There has been debate within the field of whether glutamate or dopamine has the heaviest influence on the symptomatology of schizophrenia [3]. This study strengthens the dopamine hypothesis of schizophrenia.

A larger animal set is needed to show a definitive decrease in PV interneurons within the PFC as a result of dopamine depletion. Only the prelimbic (PrL) area was analyzed in this study, and to get a more elaborate view of the PFC the infralimbic area would need to be looked at as well. Morphology of PV interneurons is also vital to understanding PV’s role in neuronal pathology of schizophrenia. Soma (cell body) size, axonal length, and deep/superficial layer analysis could elucidate the health of the cell, its capability to transmit signals and the distribution of PV in the PFC, respectively.

Having definitive proof that dopamine depletion influences parvalbumin interneuron reduction in the prefrontal cortex could be the catalyst towards improved antipsychotic medications. Also PV’s role in cognition still needs to be found. Indeed, there is evidence of parvalbumin being found within and having influence on motor systems [9] but investigating PV’s specific molecular pathway in relation to cognition under the umbrella of dopaminergic influence would help the field of neuroscience to better understand the pathophysiology of schizophrenia.

ACKNOWLEDGMENTS.

I would like to thank Peter Vollbrecht, Sheila Kusnoor, Bonnie Garcia and Ariel Deutch for being my advisors, instructors and most importantly my teachers that have given me a detailed glimpse into the field of neuroscience. I would like to thank the School for Science and Math at Vanderbilt for not only giving me the opportunity to participate in a high caliber research laboratory, but also to be a part of a school that encourages me to be creative in becoming the critical thinker necessary for what I want to pursue in life.
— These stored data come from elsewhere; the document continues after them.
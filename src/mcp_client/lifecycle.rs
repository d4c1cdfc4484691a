//! Server process lifecycle management.
//!
//! Spawns one tool server child process and starts the three background
//! tasks that keep it connected:
//! - stdout pump: bytes → `LineAssembler` → `dispatch_line`
//! - stderr pump: diagnostic lines → tracing at the inferred severity
//! - exit watcher: flips the liveness flag when the child exits

use std::sync::atomic::{AtomicBool, Ordering};
use std::sync::Arc;

use tokio::io::{AsyncBufReadExt, AsyncReadExt, BufReader};
use tokio::process::{Child, ChildStderr, ChildStdin, ChildStdout, Command};
use tokio::sync::oneshot;
use tokio::task::JoinHandle;

use super::errors::McpError;
use super::transport::{dispatch_line, LineAssembler, PendingRequests};
use super::types::ServerConfig;

/// Read size for the stdout pump.
const READ_CHUNK_BYTES: usize = 8 * 1024;

// ─── Diagnostics ─────────────────────────────────────────────────────────────

/// Severity inferred from a line of server stderr output.
#[derive(Debug, Clone, Copy, PartialEq, Eq)]
pub enum Severity {
    Debug,
    Info,
    Warn,
    Error,
}

/// Infer the severity of a free-text diagnostic line.
///
/// The first recognised token wins (`level=warn`, `[ERROR]`, `DEBUG:` …).
/// Lines with no token are informational.
pub fn classify_diagnostic(line: &str) -> Severity {
    let lowered = line.to_ascii_lowercase();
    for token in lowered.split(|c: char| !c.is_ascii_alphanumeric()) {
        match token {
            "debug" | "trace" => return Severity::Debug,
            "info" => return Severity::Info,
            "warn" | "warning" => return Severity::Warn,
            "error" | "fatal" | "critical" | "panic" => return Severity::Error,
            _ => {}
        }
    }
    Severity::Info
}

fn log_diagnostic(server: &str, line: &str) {
    match classify_diagnostic(line) {
        Severity::Debug => tracing::debug!(server, "{line}"),
        Severity::Info => tracing::info!(server, "{line}"),
        Severity::Warn => tracing::warn!(server, "{line}"),
        Severity::Error => tracing::error!(server, "{line}"),
    }
}

// ─── ServerProcess ───────────────────────────────────────────────────────────

/// A running tool server process and its background tasks.
pub struct ServerProcess {
    name: String,
    alive: Arc<AtomicBool>,
    kill_tx: Option<oneshot::Sender<()>>,
    tasks: Vec<JoinHandle<()>>,
}

impl ServerProcess {
    /// Whether the child is still running (as last observed by the watcher).
    pub fn is_alive(&self) -> bool {
        self.alive.load(Ordering::SeqCst)
    }

    /// Kill the child and stop the pumps. Safe to call more than once.
    pub fn terminate(&mut self) {
        if let Some(tx) = self.kill_tx.take() {
            let _ = tx.send(());
            tracing::info!(server = %self.name, "terminating server process");
        }
        self.alive.store(false, Ordering::SeqCst);
        for task in self.tasks.drain(..) {
            // The watcher must finish the kill itself; only the pumps are aborted.
            if !task.is_finished() {
                task.abort();
            }
        }
    }
}

impl Drop for ServerProcess {
    fn drop(&mut self) {
        if self.kill_tx.is_some() {
            self.terminate();
        }
    }
}

// ─── Spawning ────────────────────────────────────────────────────────────────

/// Spawn a server process and wire its stdio.
///
/// Returns the process handle and the child's stdin for the request channel.
/// Inbound responses are delivered straight into `pending`.
pub fn spawn_server(
    name: &str,
    config: &ServerConfig,
    pending: Arc<PendingRequests>,
) -> Result<(ServerProcess, ChildStdin), McpError> {
    let mut cmd = Command::new(&config.command);
    cmd.args(&config.args);

    for (key, value) in &config.env {
        cmd.env(key, value);
    }

    if let Some(dir) = config.cwd.as_deref() {
        cmd.current_dir(dir);
    }

    #[cfg(target_os = "windows")]
    {
        use std::os::windows::process::CommandExt;
        const CREATE_NO_WINDOW: u32 = 0x08000000;
        cmd.creation_flags(CREATE_NO_WINDOW);
    }

    cmd.stdin(std::process::Stdio::piped());
    cmd.stdout(std::process::Stdio::piped());
    cmd.stderr(std::process::Stdio::piped());
    cmd.kill_on_drop(true);

    let mut child = cmd.spawn().map_err(|e| McpError::SpawnFailed {
        name: name.to_string(),
        reason: format!("{e}"),
    })?;

    let stdin = child.stdin.take().ok_or(McpError::SpawnFailed {
        name: name.to_string(),
        reason: "failed to capture stdin".into(),
    })?;

    let stdout = child.stdout.take().ok_or(McpError::SpawnFailed {
        name: name.to_string(),
        reason: "failed to capture stdout".into(),
    })?;

    let stderr = child.stderr.take();

    tracing::info!(
        server = name,
        command = %config.command,
        pid = child.id().unwrap_or(0),
        "spawned server process"
    );

    let alive = Arc::new(AtomicBool::new(true));
    let (kill_tx, kill_rx) = oneshot::channel();

    let mut tasks = vec![tokio::spawn(pump_stdout(name.to_string(), stdout, pending))];
    if let Some(stderr) = stderr {
        tasks.push(tokio::spawn(pump_stderr(name.to_string(), stderr)));
    }
    // Not tracked in `tasks`: the watcher owns the child and must run to completion.
    tokio::spawn(watch_exit(name.to_string(), child, alive.clone(), kill_rx));

    Ok((
        ServerProcess {
            name: name.to_string(),
            alive,
            kill_tx: Some(kill_tx),
            tasks,
        },
        stdin,
    ))
}

async fn pump_stdout(server: String, mut stdout: ChildStdout, pending: Arc<PendingRequests>) {
    let mut assembler = LineAssembler::new();
    let mut buf = vec![0u8; READ_CHUNK_BYTES];

    loop {
        match stdout.read(&mut buf).await {
            Ok(0) => break,
            Ok(n) => {
                for line in assembler.push(&buf[..n]) {
                    dispatch_line(&server, &pending, &line);
                }
            }
            Err(e) => {
                tracing::warn!(server = %server, error = %e, "stdout read failed");
                break;
            }
        }
    }

    if assembler.pending_bytes() > 0 {
        tracing::warn!(
            server = %server,
            bytes = assembler.pending_bytes(),
            "discarding unterminated trailing output"
        );
    }
    tracing::debug!(server = %server, "stdout closed");
}

async fn pump_stderr(server: String, stderr: ChildStderr) {
    let mut lines = BufReader::new(stderr).lines();
    loop {
        match lines.next_line().await {
            Ok(Some(line)) => {
                let trimmed = line.trim();
                if !trimmed.is_empty() {
                    log_diagnostic(&server, trimmed);
                }
            }
            Ok(None) => break,
            Err(e) => {
                tracing::debug!(server = %server, error = %e, "stderr read failed");
                break;
            }
        }
    }
}

async fn watch_exit(
    server: String,
    mut child: Child,
    alive: Arc<AtomicBool>,
    kill_rx: oneshot::Receiver<()>,
) {
    tokio::select! {
        status = child.wait() => {
            alive.store(false, Ordering::SeqCst);
            match status {
                Ok(status) => tracing::warn!(server = %server, %status, "server process exited"),
                Err(e) => {
                    tracing::warn!(server = %server, error = %e, "failed to wait on server process")
                }
            }
        }
        _ = kill_rx => {
            alive.store(false, Ordering::SeqCst);
            if let Err(e) = child.kill().await {
                tracing::debug!(
                    server = %server,
                    error = %e,
                    "kill failed (process may have exited)"
                );
            }
        }
    }
}

// ─── Tests ───────────────────────────────────────────────────────────────────
//! SSE splitter for streaming model responses.
//!
//! Reads an HTTP body as a byte stream, splits on SSE boundaries (blank
//! line), and yields one `SseEvent` per event block. Provider-specific
//! decoding of the `data:` payload happens in the adapters.

use futures::stream::{self, Stream, StreamExt};

use super::errors::InferenceError;
use super::types::SseEvent;

// ─── SSE splitter ────────────────────────────────────────────────────────────

/// Split a byte stream into SSE events.
///
/// Bytes are buffered until a full event (terminated by a blank line) is
/// available, so event and UTF-8 boundaries may fall anywhere in the chunks.
/// Comment-only blocks (keep-alives) are skipped. A trailing block without
/// the final blank line is still emitted when the stream ends.
pub fn sse_events<S, B, E>(byte_stream: S) -> impl Stream<Item = Result<SseEvent, InferenceError>>
where
    S: Stream<Item = Result<B, E>> + Unpin,
    B: AsRef<[u8]>,
    E: std::fmt::Display,
{
    stream::unfold(
        (byte_stream, Vec::<u8>::new(), false),
        |(mut byte_stream, mut buffer, finished)| async move {
            if finished {
                return None;
            }
            loop {
                if let Some(end) = find_boundary(&buffer) {
                    let block: Vec<u8> = buffer.drain(..end + 2).collect();
                    match parse_event(&String::from_utf8_lossy(&block[..end])) {
                        Some(event) => return Some((Ok(event), (byte_stream, buffer, false))),
                        None => continue,
                    }
                }

                match byte_stream.next().await {
                    Some(Ok(bytes)) => {
                        buffer.extend(bytes.as_ref().iter().copied().filter(|b| *b != b'\r'));
                    }
                    Some(Err(e)) => {
                        return Some((
                            Err(InferenceError::StreamError {
                                reason: format!("stream read error: {e}"),
                            }),
                            (byte_stream, buffer, true),
                        ));
                    }
                    None => {
                        let rest = String::from_utf8_lossy(&buffer).into_owned();
                        buffer.clear();
                        return parse_event(&rest)
                            .map(|event| (Ok(event), (byte_stream, buffer, true)));
                    }
                }
            }
        },
    )
}

fn find_boundary(buffer: &[u8]) -> Option<usize> {
    buffer.windows(2).position(|w| w == b"\n\n")
}

/// Parse one SSE event block. Returns `None` for comment-only or empty blocks.
pub fn parse_event(block: &str) -> Option<SseEvent> {
    let mut event = None;
    let mut data: Option<String> = None;

    for line in block.lines() {
        if line.is_empty() || line.starts_with(':') {
            continue;
        }
        let (field, value) = match line.split_once(':') {
            Some((field, value)) => (field, value.strip_prefix(' ').unwrap_or(value)),
            None => (line, ""),
        };
        match field {
            "event" => event = Some(value.to_string()),
            "data" => match data.as_mut() {
                Some(existing) => {
                    existing.push('\n');
                    existing.push_str(value);
                }
                None => data = Some(value.to_string()),
            },
            _ => {}
        }
    }

    if event.is_none() && data.is_none() {
        return None;
    }
    Some(SseEvent {
        event,
        data: data.unwrap_or_default(),
    })
}

// ─── Tests ───────────────────────────────────────────────────────────────────
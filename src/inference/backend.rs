//! Model backend: the HTTP boundary to the model API.
//!
//! `ModelBackend` is provider-blind: it moves JSON bodies and SSE events.
//! Request construction and response decoding belong to the provider adapters.

use std::time::Duration;

use async_trait::async_trait;
use futures::stream::{BoxStream, StreamExt};
use reqwest::Client as HttpClient;

use super::errors::InferenceError;
use super::providers::ProviderKind;
use super::streaming::sse_events;
use super::types::SseEvent;

// ─── Constants ───────────────────────────────────────────────────────────────

/// TCP connection timeout.
const CONNECT_TIMEOUT: Duration = Duration::from_secs(10);

/// Default total request timeout, including the streamed body.
pub const DEFAULT_REQUEST_TIMEOUT: Duration = Duration::from_secs(120);

// ─── ModelBackend ────────────────────────────────────────────────────────────

/// A model endpoint that takes a provider request body.
#[async_trait]
pub trait ModelBackend: Send + Sync {
    /// Send a non-streaming request and return the response body.
    async fn complete(
        &self,
        request: serde_json::Value,
    ) -> Result<serde_json::Value, InferenceError>;

    /// Send a streaming request and return its SSE events.
    async fn stream(
        &self,
        request: serde_json::Value,
    ) -> Result<BoxStream<'static, Result<SseEvent, InferenceError>>, InferenceError>;
}

// ─── HttpModelBackend ────────────────────────────────────────────────────────

/// `ModelBackend` over HTTPS with reqwest.
pub struct HttpModelBackend {
    http: HttpClient,
    kind: ProviderKind,
    endpoint: String,
    api_key: String,
    timeout: Duration,
}

impl HttpModelBackend {
    pub fn new(
        kind: ProviderKind,
        base_url: &str,
        api_key: &str,
        timeout: Duration,
    ) -> Result<Self, InferenceError> {
        if !(base_url.starts_with("http://") || base_url.starts_with("https://")) {
            return Err(InferenceError::ConfigError {
                reason: format!("base_url must be an http(s) URL, got '{base_url}'"),
            });
        }
        let endpoint = kind.endpoint(base_url);
        let http = HttpClient::builder()
            .connect_timeout(CONNECT_TIMEOUT)
            .timeout(timeout)
            .build()
            .map_err(|e| InferenceError::ConnectionFailed {
                endpoint: endpoint.clone(),
                reason: format!("failed to build HTTP client: {e}"),
            })?;

        Ok(Self {
            http,
            kind,
            endpoint,
            api_key: api_key.to_string(),
            timeout,
        })
    }

    pub fn endpoint(&self) -> &str {
        &self.endpoint
    }

    async fn send(
        &self,
        request: &serde_json::Value,
        stream: bool,
    ) -> Result<reqwest::Response, InferenceError> {
        // Log request metadata only; bodies carry the whole conversation.
        tracing::info!(
            provider = %self.kind,
            url = %self.endpoint,
            model = request.get("model").and_then(|m| m.as_str()).unwrap_or_default(),
            message_count = request
                .get("messages")
                .and_then(|m| m.as_array())
                .map(Vec::len)
                .unwrap_or(0),
            stream,
            "sending model request"
        );

        let mut builder = self.http.post(&self.endpoint).json(request);
        for (name, value) in self.kind.headers(&self.api_key) {
            builder = builder.header(name, value);
        }
        if stream {
            builder = builder.header("accept", "text/event-stream");
        }

        let response = builder.send().await.map_err(|e| self.map_send_error(e))?;

        let status = response.status();
        if !status.is_success() {
            let body = response.text().await.unwrap_or_default();
            tracing::warn!(
                provider = %self.kind,
                status = status.as_u16(),
                "model request rejected"
            );
            return Err(InferenceError::HttpError {
                status: status.as_u16(),
                body,
            });
        }

        Ok(response)
    }

    fn map_send_error(&self, e: reqwest::Error) -> InferenceError {
        if e.is_timeout() {
            InferenceError::Timeout {
                timeout_secs: self.timeout.as_secs(),
            }
        } else {
            InferenceError::ConnectionFailed {
                endpoint: self.endpoint.clone(),
                reason: e.to_string(),
            }
        }
    }
}

#[async_trait]
impl ModelBackend for HttpModelBackend {
    async fn complete(
        &self,
        request: serde_json::Value,
    ) -> Result<serde_json::Value, InferenceError> {
        let response = self.send(&request, false).await?;
        response
            .json::<serde_json::Value>()
            .await
            .map_err(|e| {
                if e.is_timeout() {
                    InferenceError::Timeout {
                        timeout_secs: self.timeout.as_secs(),
                    }
                } else {
                    InferenceError::parse(self.kind.as_str(), format!("invalid JSON body: {e}"))
                }
            })
    }

    async fn stream(
        &self,
        request: serde_json::Value,
    ) -> Result<BoxStream<'static, Result<SseEvent, InferenceError>>, InferenceError> {
        let response = self.send(&request, true).await?;
        Ok(sse_events(Box::pin(response.bytes_stream())).boxed())
    }
}

// ─── Tests ───────────────────────────────────────────────────────────────────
Lastly, I would like to thank God for his impeccable timing of this entire research experience; my “orchestrating skills” are incomparable to his.

REFERENCES.

1. Wang CZ, Yang SF, Xia Y, Johnson KM, Neuropsych. 33, 2442 (2008)
2. Freedman R. The New Eng Journ of Med 349 1738, (2003).
3. Coyle JT, Cell and Mole Neurobio 26 365, (2006)
4. Cadet JL, Jayanthi S, McCoy MT, Beauvais G, Cai NS, CNS Neurol Disord Drug Target 9, 526(2010).
5. Goldman-Rakic PS, Selemon LD, Schizo Bull. 23 437, (1997).
6. Wang H, Deutch AY. Neuropsych. 33, 1276 (2008)
7. Lodge DJ, Behrens MM, Grace AA, The Journal of Neuroscience 29, 2344 (2009)
8. Kusnoor SV, et al., The Journ of Comp Neurol. 518, 2525 (2010).
9. Lannrgren J, Elzinga G, Stienen GJ, Journ of Phys-London 463, 123 (1993).